Malware details
- Technical name: Natas
- Type: Computer virus
- Isolation date: May 1992
- Origin: United States
- Author: James Gentile

Technical details
- Platform: DOS

= Natas (computer virus) =

DOS computer virus

Natas (Satan spelled backwards) is a computer virus written by James Gentile, a then-18-year-old hacker from San Diego, California who went by the alias of "Little Loc" and later "Priest". The virus was made for a Mexican politician who wanted to win the Mexican elections by affecting all the Mexican Federal Electoral Institute (IFE) computers with a floppy disk.

==Description==
Natas is a memory-resident stealth virus and is highly polymorphic, that affects master boot records, boot sectors of diskettes, files .COM and also .exe programs.

==History==
The virus first appeared in Mexico City in May 1992, spread by a consultant using infected floppy disks.
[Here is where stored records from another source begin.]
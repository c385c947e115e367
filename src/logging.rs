//! Subscriber setup: a terminal layer and an optional persisted log file,
//! each with its own level taken from the environment descriptor.
use crate::config::EnvConfig;
use crate::util::now_epoch_ms;
use anyhow::{anyhow, Context, Result};
use std::fs::{self, File};
use std::path::PathBuf;
use std::sync::Mutex;
use tracing_subscriber::layer::SubscriberExt;
use tracing_subscriber::util::SubscriberInitExt;
use tracing_subscriber::{EnvFilter, Layer};

/// Map a descriptor level (`all`, `info`, `warn`, `error`, `prod`) onto a
/// filter directive. Unknown or empty levels log everything.
pub fn level_directive(level: &str) -> &'static str {
    match level.trim().to_ascii_lowercase().as_str() {
        "info" => "info",
        "warn" => "warn",
        "error" | "prod" => "error",
        _ => "debug",
    }
}

#[derive(Debug, Clone, Default)]
pub struct LogSettings {
    pub print_at: String,
    pub log_at: String,
    pub logs_dir: Option<PathBuf>,
    pub verbose: bool,
}

impl LogSettings {
    pub fn from_env(env: &EnvConfig, verbose: bool) -> Self {
        Self {
            print_at: env.bat.print_at.clone(),
            log_at: env.bat.log_at.clone(),
            logs_dir: env.logs_dir(),
            verbose,
        }
    }

    fn filter(&self, level: &str) -> EnvFilter {
        if std::env::var_os("RUST_LOG").is_some() {
            return EnvFilter::from_default_env();
        }
        let directive = if self.verbose {
            "debug"
        } else {
            level_directive(level)
        };
        EnvFilter::new(directive)
    }
}

/// Install the global subscriber. Returns the log file path when one was
/// opened.
pub fn init(settings: &LogSettings) -> Result<Option<PathBuf>> {
    let terminal = tracing_subscriber::fmt::layer()
        .with_target(false)
        .with_writer(std::io::stderr)
        .with_filter(settings.filter(&settings.print_at));

    let (file_layer, log_path) = match &settings.logs_dir {
        Some(dir) => {
            fs::create_dir_all(dir).with_context(|| format!("create {}", dir.display()))?;
            let path = dir.join(format!("bops-{}.log", now_epoch_ms()?));
            let file = File::create(&path).with_context(|| format!("create {}", path.display()))?;
            let layer = tracing_subscriber::fmt::layer()
                .with_ansi(false)
                .with_target(false)
                .with_writer(Mutex::new(file))
                .with_filter(settings.filter(&settings.log_at));
            (Some(layer), Some(path))
        }
        None => (None, None),
    };

    tracing_subscriber::registry()
        .with(terminal)
        .with(file_layer)
        .try_init()
        .map_err(|err| anyhow!("install tracing subscriber: {err}"))?;
    Ok(log_path)
}
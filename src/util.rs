use anyhow::{Context, Result};
use std::path::PathBuf;
use std::time::{SystemTime, UNIX_EPOCH};

/// Expand a leading `~/` against the current user's home directory.
pub fn expand_home(raw: &str) -> PathBuf {
    if let Some(rest) = raw.strip_prefix("~/") {
        if let Some(home) = dirs::home_dir() {
            return home.join(rest);
        }
    }
    PathBuf::from(raw)
}

pub fn now_epoch_ms() -> Result<u128> {
    Ok(SystemTime::now()
        .duration_since(UNIX_EPOCH)
        .context("system clock before unix epoch")?
        .as_millis())
}

pub fn truncate_string(text: &str, max_bytes: usize) -> String {
    if text.len() <= max_bytes {
        return text.to_string();
    }
    let mut truncated = String::new();
    for ch in text.chars() {
        if truncated.len() + ch.len_utf8() > max_bytes {
            break;
        }
        truncated.push(ch);
    }
    truncated
}

/// Render argv as a single shell-safe line.
pub fn command_text(argv: &[String]) -> String {
    shell_words::join(argv)
}

#[cfg(test)]
mod tests {
    use super::*;

    #[test]
    fn command_text_quotes_values_with_spaces() {
        let argv = vec![
            "git".to_string(),
            "commit".to_string(),
            "-m".to_string(),
            "auto-process addressed ticket #7".to_string(),
        ];
        assert_eq!(
            command_text(&argv),
            "git commit -m 'auto-process addressed ticket #7'"
        );
    }

    #[test]
    fn expand_home_leaves_plain_paths_alone() {
        assert_eq!(expand_home("/srv/repo"), PathBuf::from("/srv/repo"));
        assert_eq!(expand_home("relative/dir"), PathBuf::from("relative/dir"));
    }

    #[test]
    fn truncate_string_respects_char_boundaries() {
        assert_eq!(truncate_string("héllo", 2), "h");
        assert_eq!(truncate_string("short", 64), "short");
    }
}
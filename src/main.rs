mod cli;
mod command;
mod config;
mod logging;
mod policy;
mod remote;
mod report;
mod roles;
mod sentinels;
mod util;
mod workflow;

use anyhow::{Context, Result};
use clap::Parser;
use cli::{Command, RootArgs};
use command::CommandRunner;
use config::EnvConfig;
use logging::LogSettings;
use remote::{AwsSsmChannel, Dispatcher, TriggerHandler};
use report::FailureReport;
use std::process::ExitCode;
use workflow::ProvisioningWorkflow;

fn main() -> ExitCode {
    let args = RootArgs::parse();
    match run(args) {
        Ok(true) => ExitCode::SUCCESS,
        Ok(false) => ExitCode::FAILURE,
        Err(err) => {
            eprintln!("error: {err:#}");
            ExitCode::FAILURE
        }
    }
}

fn run(args: RootArgs) -> Result<bool> {
    let policy = args.policy();
    let env = match EnvConfig::load(args.command.env_file()) {
        Ok(env) => env,
        Err(err) => {
            eprintln!("{}", FailureReport::error("load environment", err));
            return Ok(false);
        }
    };
    if let Some(path) = logging::init(&LogSettings::from_env(&env, policy.verbose))? {
        tracing::debug!(path = %path.display(), "logging to file");
    }
    tracing::info!(print_only = policy.is_print_only(), "bops start");

    let runner = CommandRunner::system(policy);
    let success = match args.command {
        Command::ProcessS3File(args) => {
            ProvisioningWorkflow::new(&env, runner)
                .skipping(args.common.skip)
                .process_s3_file(&args.s3_key)
                .success
        }
        Command::ProcessRequest(args) => {
            ProvisioningWorkflow::new(&env, runner)
                .skipping(args.common.skip)
                .process_request_file(&args.request)
                .success
        }
        Command::HandleEvent(args) => {
            let json = std::fs::read_to_string(&args.event)
                .with_context(|| format!("read {}", args.event.display()))?;
            let dispatcher = Dispatcher::from_env(AwsSsmChannel::new(runner.clone()), &env);
            let outcomes = TriggerHandler::new(&env, runner, dispatcher).handle_notification(&json);
            for outcome in &outcomes {
                tracing::info!(success = outcome.is_success(), "{}", outcome.summary());
            }
            outcomes.iter().all(|outcome| outcome.is_success())
        }
    };
    Ok(success)
}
The virus became widespread in Mexico and the southwest United States. The virus also made its way to the other side of the US, infecting computers at the United States Secret Service knocking their network offline for approximately three days. This led to an investigation of Priest and incorrect suspicion that the virus specifically targeted government computers.

Natas also infected computers in Canada, England, Russian Federation, Venezuela and Brazil.